Look below for the line that has "showtime(s) ready to". Set down the lines from there through the line that has "let plan = load_plan(plan, detector.halls())?;", exactly as written.

Dataset items

# # # # #

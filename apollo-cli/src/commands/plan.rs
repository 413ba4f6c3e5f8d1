use std::path::{Path, PathBuf};

use apollo_core::ScheduleGateway;
use apollo_planner::{plan_copy, ConflictDetector, CopyRequest, CopyTargets, PlanError, SlotGrid};
use apollo_shared::{Schedule, ScheduleCreate};
use chrono::NaiveDate;
use clap::{Args, Subcommand};

use super::{load_plan, Context};

#[derive(Debug, Args)]
pub struct PlanArgs {
    #[command(subcommand)]
    pub command: PlanCommand,
}

#[derive(Debug, Subcommand)]
pub enum PlanCommand {
    /// Existing showtimes of a day, per hall
    Show {
        day: NaiveDate,
    },
    /// Check a draft plan for overlaps and optionally save it
    Check {
        day: NaiveDate,
        /// Draft plan as JSON: `{"1": [{"time": "10:00", "movie_id": 3}]}`
        #[arg(long)]
        plan: PathBuf,
        /// Create the showtimes when the plan is clean
        #[arg(long)]
        save: bool,
    },
    /// Start times a draft row or an existing showtime may use
    Slots {
        day: NaiveDate,
        #[arg(long)]
        hall: u32,
        #[arg(long)]
        plan: Option<PathBuf>,
        /// Draft row index, zero-based; defaults to a new row
        #[arg(long, conflicts_with = "schedule")]
        row: Option<usize>,
        /// Existing showtime id
        #[arg(long)]
        schedule: Option<i64>,
    },
    /// Copy a day's showtimes to other days
    Copy {
        day: NaiveDate,
        /// Halls to copy; all configured halls when omitted
        #[arg(long, value_delimiter = ',')]
        halls: Vec<u32>,
        /// Copy to the N days after DAY
        #[arg(long, conflicts_with = "dates")]
        days: Option<u32>,
        /// Copy to these dates, each within `planner.picker_days` after DAY
        #[arg(long, value_delimiter = ',')]
        dates: Vec<NaiveDate>,
        /// Also copy showtimes whose date, hall and time already exist
        #[arg(long)]
        allow_duplicates: bool,
        /// Print the showtimes without creating them
        #[arg(long)]
        dry_run: bool,
    },
}

pub async fn execute(args: &PlanArgs, ctx: &Context) -> anyhow::Result<()> {
    match &args.command {
        PlanCommand::Show { day } => show(ctx, *day).await,
        PlanCommand::Check { day, plan, save } => check(ctx, *day, plan, *save).await,
        PlanCommand::Slots { day, hall, plan, row, schedule } => {
            slots(ctx, *day, *hall, plan.as_deref(), *row, *schedule).await
        }
        PlanCommand::Copy { day, halls, days, dates, allow_duplicates, dry_run } => {
            let halls = if halls.is_empty() { ctx.config.planner.halls.clone() } else { halls.clone() };
            let targets = if dates.is_empty() {
                CopyTargets::NextDays(days.unwrap_or(1))
            } else {
                CopyTargets::Dates(dates.clone())
            };
            let request = CopyRequest {
                source_day: *day,
                halls,
                targets,
                skip_duplicates: !allow_duplicates,
                picker_days: ctx.config.planner.picker_days,
            };
            copy(ctx, &request, *dry_run).await
        }
    }
}

pub(crate) async fn detector(ctx: &Context, day: NaiveDate) -> anyhow::Result<ConflictDetector> {
    let movies = ctx.client.list_movies().await?;
    let schedules = ctx.client.list_schedules().await?;
    Ok(ConflictDetector::new(&movies, schedules, day, &ctx.config.planner))
}

async fn show(ctx: &Context, day: NaiveDate) -> anyhow::Result<()> {
    let detector = detector(ctx, day).await?;
    let blocks = detector.existing_blocks();

    ctx.emit(&blocks, || {
        let mut out = format!("Showtimes on {}", day);
        for hall in detector.halls() {
            out.push_str(&format!("\nHall {}", hall));
            match blocks.get(hall) {
                Some(list) if !list.is_empty() => {
                    for block in list {
                        out.push_str(&format!("\n  #{:<5} {}", block.id, block.label));
                    }
                }
                _ => out.push_str("\n  (none)"),
            }
        }
        out
    })
}

async fn check(ctx: &Context, day: NaiveDate, path: &Path, save: bool) -> anyhow::Result<()> {
    let detector = detector(ctx, day).await?;
    let plan = load_plan(Some(path), detector.halls())?;

    if !ctx.is_json() {
        for hall in plan.halls() {
            for (i, row) in plan.rows(hall).iter().enumerate() {
                let span = detector.end_label(row).unwrap_or_else(|| "incomplete".to_string());
                println!("Hall {} row {}: {}", hall, i + 1, span);
            }
        }
    }

    let payloads = match detector.validate_save(&plan) {
        Ok(payloads) => payloads,
        Err(PlanError::Conflicts(conflicts)) => {
            ctx.emit(&conflicts, || {
                conflicts.iter().map(ToString::to_string).collect::<Vec<_>>().join("\n")
            })?;
            anyhow::bail!("{} time conflict(s), nothing saved", conflicts.len());
        }
        Err(e) => return Err(e.into()),
    };

    if !save {
        return ctx.emit(&payloads, || format!("No conflicts, {} showtime(s) ready to save", payloads.len()));
    }
    let created = create_all(ctx, &payloads, "Error while saving showtimes").await?;
    ctx.emit(&created, || format!("Saved {} showtime(s)", created.len()))
}

async fn slots(
    ctx: &Context,
    day: NaiveDate,
    hall: u32,
    plan: Option<&Path>,
    row: Option<usize>,
    schedule: Option<i64>,
) -> anyhow::Result<()> {
    let detector = detector(ctx, day).await?;
    let plan = load_plan(plan, detector.halls())?;
    let grid = SlotGrid::from_settings(&ctx.config.planner);

    let times = match schedule {
        Some(id) => {
            let current = detector
                .schedules()
                .iter()
                .find(|s| s.id == id)
                .map(|s| s.start_time().to_string())
                .ok_or_else(|| anyhow::anyhow!(PlanError::UnknownSchedule(id)))?;
            detector.available_times_for_existing(&grid, &plan, hall, id, Some(current.as_str()))
        }
        None => {
            let index = row.unwrap_or(plan.rows(hall).len());
            let current = plan.rows(hall).get(index).map(|r| r.time.clone());
            detector.available_times_for_row(&grid, &plan, hall, index, current.as_deref())
        }
    };

    ctx.emit(&times, || times.join(" "))
}

async fn copy(ctx: &Context, request: &CopyRequest, dry_run: bool) -> anyhow::Result<()> {
    let schedules = ctx.client.list_schedules().await?;
    let payloads = plan_copy(&schedules, request)?;

    if dry_run {
        return ctx.emit(&payloads, || {
            payloads
                .iter()
                .map(|p| format!("{} {} hall {} movie {}", p.date, p.time, p.hall, p.movie_id))
                .collect::<Vec<_>>()
                .join("\n")
        });
    }
    let created = create_all(ctx, &payloads, "Error while copying showtimes").await?;
    ctx.emit(&created, || format!("Copied {} showtime(s)", created.len()))
}

/// Create showtimes one by one, stopping at the first failure. Earlier ones
/// stay created.
async fn create_all(ctx: &Context, payloads: &[ScheduleCreate], fallback: &str) -> anyhow::Result<Vec<Schedule>> {
    let mut created = Vec::with_capacity(payloads.len());
    for payload in payloads {
        match ctx.client.create_schedule(payload).await {
            Ok(schedule) => created.push(schedule),
            Err(e) => {
                tracing::warn!(done = created.len(), total = payloads.len(), "Create failed: {}", e);
                anyhow::bail!("{} ({} of {} created)", e.user_message(fallback), created.len(), payloads.len());
            }
        }
    }
    tracing::info!(count = created.len(), "Showtimes created");
    Ok(created)
}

# # # # #

_OUTPUT OF THE EXERCISE_:
        return ctx.emit(&payloads, || format!("No conflicts, {} showtime(s) ready to save", payloads.len()));
    }
    let created = create_all(ctx, &payloads, "Error while saving showtimes").await?;
    ctx.emit(&created, || format!("Saved {} showtime(s)", created.len()))
}

async fn slots(
    ctx: &Context,
    day: NaiveDate,
    hall: u32,
    plan: Option<&Path>,
    row: Option<usize>,
    schedule: Option<i64>,
) -> anyhow::Result<()> {
    let detector = detector(ctx, day).await?;
    let plan = load_plan(plan, detector.halls())?;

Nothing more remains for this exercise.